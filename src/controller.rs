//! Interaction Controller: turns press/click/release/reset input into Path
//! and Edge Registry updates and fires the win signal.
//!
//! States are `Idle`, `Drawing` and `Won`. Manual input is ignored while a
//! replay owns the path and after a win until `reset()`.

use std::fmt;

use serde::Serialize;
use tracing::{debug, error, info, instrument, trace, warn};

use crate::board::Board;
use crate::edges::{segment_id, EdgeRegistry, SegmentId};
use crate::path::Path;
use crate::types::{Cell, Coordinate};
use crate::validator::check_extend;

#[derive(Debug, Clone, Copy, PartialEq, Eq, Serialize)]
#[serde(tag = "state", rename_all = "lowercase")]
pub enum ControllerState {
    Idle,
    /// A press is held; `anchor` is where it went down.
    Drawing { anchor: Coordinate },
    Won,
}

/// Reported to the win handler.
#[derive(Debug, Clone, Copy, PartialEq, Eq, Serialize)]
pub struct WinReport {
    pub path_len: usize,
}

/// What an input did, for adapters that re-render on change.
#[derive(Debug, Clone, Copy, PartialEq, Eq, Serialize)]
#[serde(tag = "kind", rename_all = "camelCase")]
pub enum Step {
    Ignored,
    Pressed { cell: Coordinate },
    /// The release ended a drawing without extending the path.
    Released,
    Extended {
        cell: Coordinate,
        segment: Option<SegmentId>,
    },
    Won(WinReport),
    Reset,
}

type WinHandler = Box<dyn FnMut(&WinReport)>;

pub struct Controller {
    board: Board,
    start: Option<Coordinate>,
    path: Path,
    edges: EdgeRegistry,
    state: ControllerState,
    /// Terminal of the path, or the pressed cell while drawing.
    last_dot: Option<Coordinate>,
    replaying: bool,
    on_win: Option<WinHandler>,
}

impl Controller {
    /// Start a controller in `Idle` with the path at `[start]`.
    ///
    /// A board without a single start cell gives an empty path; sessions
    /// reject such boards before getting here.
    #[instrument(skip(board), fields(rows = board.rows(), cols = board.cols()))]
    pub fn new(board: Board) -> Self {
        let start = match board.find_start() {
            Ok(start) => Some(start),
            Err(err) => {
                warn!(%err, "no start cell resolved, path starts empty");
                None
            }
        };
        let edges = EdgeRegistry::new(board.rows(), board.cols());
        Self {
            board,
            start,
            path: Path::seeded(start),
            edges,
            state: ControllerState::Idle,
            last_dot: start,
            replaying: false,
            on_win: None,
        }
    }

    /// Install the callback fired once per win.
    pub fn set_win_handler<F>(&mut self, handler: F)
    where
        F: FnMut(&WinReport) + 'static,
    {
        self.on_win = Some(Box::new(handler));
    }

    pub fn board(&self) -> &Board {
        &self.board
    }

    pub fn start(&self) -> Option<Coordinate> {
        self.start
    }

    pub fn path(&self) -> &Path {
        &self.path
    }

    pub fn edges(&self) -> &EdgeRegistry {
        &self.edges
    }

    pub fn edges_mut(&mut self) -> &mut EdgeRegistry {
        &mut self.edges
    }

    pub fn state(&self) -> ControllerState {
        self.state
    }

    pub fn last_dot(&self) -> Option<Coordinate> {
        self.last_dot
    }

    pub fn is_won(&self) -> bool {
        self.state == ControllerState::Won
    }

    pub fn is_replaying(&self) -> bool {
        self.replaying
    }

    pub(crate) fn set_replaying(&mut self, replaying: bool) {
        self.replaying = replaying;
    }

    fn accepts_manual_input(&self) -> bool {
        !self.replaying && self.state != ControllerState::Won
    }

    /// Pointer down on `cell`. Only records the anchor.
    #[instrument(skip(self))]
    pub fn press(&mut self, cell: Coordinate) -> Step {
        if !self.accepts_manual_input() || self.board.classify(cell) == Cell::Blocked {
            return Step::Ignored;
        }
        self.state = ControllerState::Drawing { anchor: cell };
        self.last_dot = Some(cell);
        Step::Pressed { cell }
    }

    /// Pointer up on `cell`. Without a held press this is a no-op.
    ///
    /// A release on a legal next cell appends it, shows its segment and
    /// evaluates the win rule.
    #[instrument(skip(self))]
    pub fn release(&mut self, cell: Coordinate) -> Step {
        if !self.accepts_manual_input() {
            return Step::Ignored;
        }
        let ControllerState::Drawing { .. } = self.state else {
            trace!("release without press");
            return Step::Ignored;
        };
        self.state = ControllerState::Idle;

        match self.commit(cell) {
            Step::Ignored => {
                self.last_dot = self.path.last().or(self.start);
                Step::Released
            }
            step => step,
        }
    }

    /// Click on `cell`: extend the path when the move is legal, otherwise do
    /// nothing. Independent of press/release.
    #[instrument(skip(self))]
    pub fn click(&mut self, cell: Coordinate) -> Step {
        if !self.accepts_manual_input() {
            return Step::Ignored;
        }
        self.commit(cell)
    }

    /// Validated append shared by `release` and `click`.
    fn commit(&mut self, cell: Coordinate) -> Step {
        if let Err(reason) = check_extend(&self.path, cell, &self.board) {
            debug!(%cell, %reason, "move rejected");
            return Step::Ignored;
        }

        let prev = self.path.last();
        self.path.push(cell);
        self.last_dot = Some(cell);

        let segment = prev.and_then(|prev| match segment_id(prev, cell) {
            Ok(id) => self.edges.register(id).then_some(id),
            Err(err) => {
                // The validator has already checked adjacency.
                debug_assert!(false, "{err}");
                error!(%err, "validated move has no segment");
                None
            }
        });

        self.evaluate_win(true)
            .unwrap_or(Step::Extended { cell, segment })
    }

    /// Append `cell` without adjacency or revisit checks.
    ///
    /// This is the trust boundary for solver-driven replay: the caller vouches
    /// for the sequence. A malformed step still appends, and its segment is
    /// skipped when it has no identifier on this board. Never fails, and
    /// never wins unless the path covers every required cell exactly once.
    pub fn apply_trusted(&mut self, cell: Coordinate, notify_win: bool) -> Step {
        if self.state == ControllerState::Won {
            return Step::Ignored;
        }

        let prev = self.path.last();
        self.path.push(cell);
        self.last_dot = Some(cell);

        let segment = match prev.map(|prev| segment_id(prev, cell)) {
            Some(Ok(id)) if self.edges.register(id) => Some(id),
            Some(Ok(id)) => {
                warn!(%id, "replay segment is not on the board");
                None
            }
            Some(Err(err)) => {
                warn!(%err, "replay step skips its segment");
                None
            }
            None => None,
        };

        self.evaluate_win(notify_win)
            .unwrap_or(Step::Extended { cell, segment })
    }

    /// A win needs every required cell on the path exactly once and nothing
    /// else on it.
    fn evaluate_win(&mut self, notify: bool) -> Option<Step> {
        let required = self.board.required_visit_count();
        if self.path.len() != required || !self.covers_required() {
            return None;
        }
        self.state = ControllerState::Won;
        let report = WinReport {
            path_len: self.path.len(),
        };
        info!(path_len = report.path_len, notify, "puzzle solved");
        if notify {
            if let Some(handler) = self.on_win.as_mut() {
                handler(&report);
            }
        }
        Some(Step::Won(report))
    }

    /// Full scan; callers check the length first.
    fn covers_required(&self) -> bool {
        self.path.distinct_len() == self.path.len()
            && self.path.iter().all(|c| self.board.classify(c).is_required())
    }

    /// Back to `Idle` with the path at `[start]` and every segment hidden.
    #[instrument(skip(self))]
    pub fn reset(&mut self) -> Step {
        self.path = Path::seeded(self.start);
        self.edges.clear();
        self.state = ControllerState::Idle;
        self.last_dot = self.start;
        Step::Reset
    }
}

impl fmt::Debug for Controller {
    fn fmt(&self, f: &mut fmt::Formatter<'_>) -> fmt::Result {
        f.debug_struct("Controller")
            .field("start", &self.start)
            .field("path", &self.path.as_slice())
            .field("edges", &self.edges.active())
            .field("state", &self.state)
            .field("last_dot", &self.last_dot)
            .field("replaying", &self.replaying)
            .finish_non_exhaustive()
    }
}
☆ ☆ ☆ ☆ ☆ ☆ ☆
**WHAT YOU NEED TO DO:** Isolate the lines above that contain the word "SegmentId" and copy them.

**ANSWER FOR THE TASK:**
use crate::edges::{segment_id, EdgeRegistry, SegmentId};
        segment: Option<SegmentId>,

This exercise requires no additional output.